Here's some quotes from mainstream websites:
from:Astronomers using the Atacama Large Millimeter/submillimeter Array (ALMA)
have discovered that two young stars forming from the same swirling protoplanetary disk may be twins — in the sense that they came from the same parent cloud of star-forming material. Beyond that, however, they have shockingly little in common.
"The main, central star of this system, which is located approximately 11,000 light-years from Earth, is truly colossal — a full 40 times more massive than the Sun. The other star, which ALMA recently discovered just beyond the central star’s disk, is a relatively puny one-eightieth (1/80) that mass.
Their striking difference in size suggests that they formed by following two very different paths. The more massive star took the more traditional route by collapsing under gravity out of a dense “core” of gas. The smaller one likely followed the road less traveled by – at least for stars – by accumulating mass from a portion of the disk that “fragmented” away as it matured, a process that may have more in common with the birth of gas-giant planets.
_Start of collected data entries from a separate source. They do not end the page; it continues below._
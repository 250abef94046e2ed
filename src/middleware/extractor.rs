use axum::extract::FromRequestParts;
use axum::http::request::Parts;

use super::error::AuthError;
use crate::guard::{Page, RouteParams};
use crate::session::Authenticated;
use crate::types::{AccessToken, UserIdentity};

/// Signed-in user and matched page, placed on the request by the route guard.
///
/// Use as an Axum extractor in page handlers. Returns `401 Unauthorized`
/// if the request did not pass through the guard as an authenticated render.
///
/// # Example
///
/// ```rust,ignore
/// async fn ticket(current: CurrentUser) -> impl IntoResponse {
///     let id = current.params.get("id").unwrap_or_default();
///     format!("{} viewing ticket {id}", current.user.name)
/// }
/// ```
#[derive(Debug, Clone)]
pub struct CurrentUser {
    pub token: AccessToken,
    pub user: UserIdentity,
    pub page: Page,
    pub params: RouteParams,
}

impl CurrentUser {
    pub(super) fn new(auth: &Authenticated, page: Page, params: RouteParams) -> Self {
        Self {
            token: auth.token().clone(),
            user: auth.user().clone(),
            page,
            params,
        }
    }
}

impl<S: Send + Sync> FromRequestParts<S> for CurrentUser {
    type Rejection = AuthError;

    async fn from_request_parts(parts: &mut Parts, _state: &S) -> Result<Self, Self::Rejection> {
        parts
            .extensions
            .get::<CurrentUser>()
            .cloned()
            .ok_or(AuthError::Unauthenticated)
    }
}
“Astronomers have known for a long time that most massive stars orbit one or more other stars as partners in a compact system, but how they got there has been a topic of conjecture,” said Crystal Brogan, an astronomer with the National Radio Astronomy Observatory (NRAO) in Charlottesville, Virginia, and a co-author on the study. “With ALMA, we now have evidence that the disk of gas and dust that encompasses and feeds a growing massive star also produces fragments at early stages that can form a secondary star.”"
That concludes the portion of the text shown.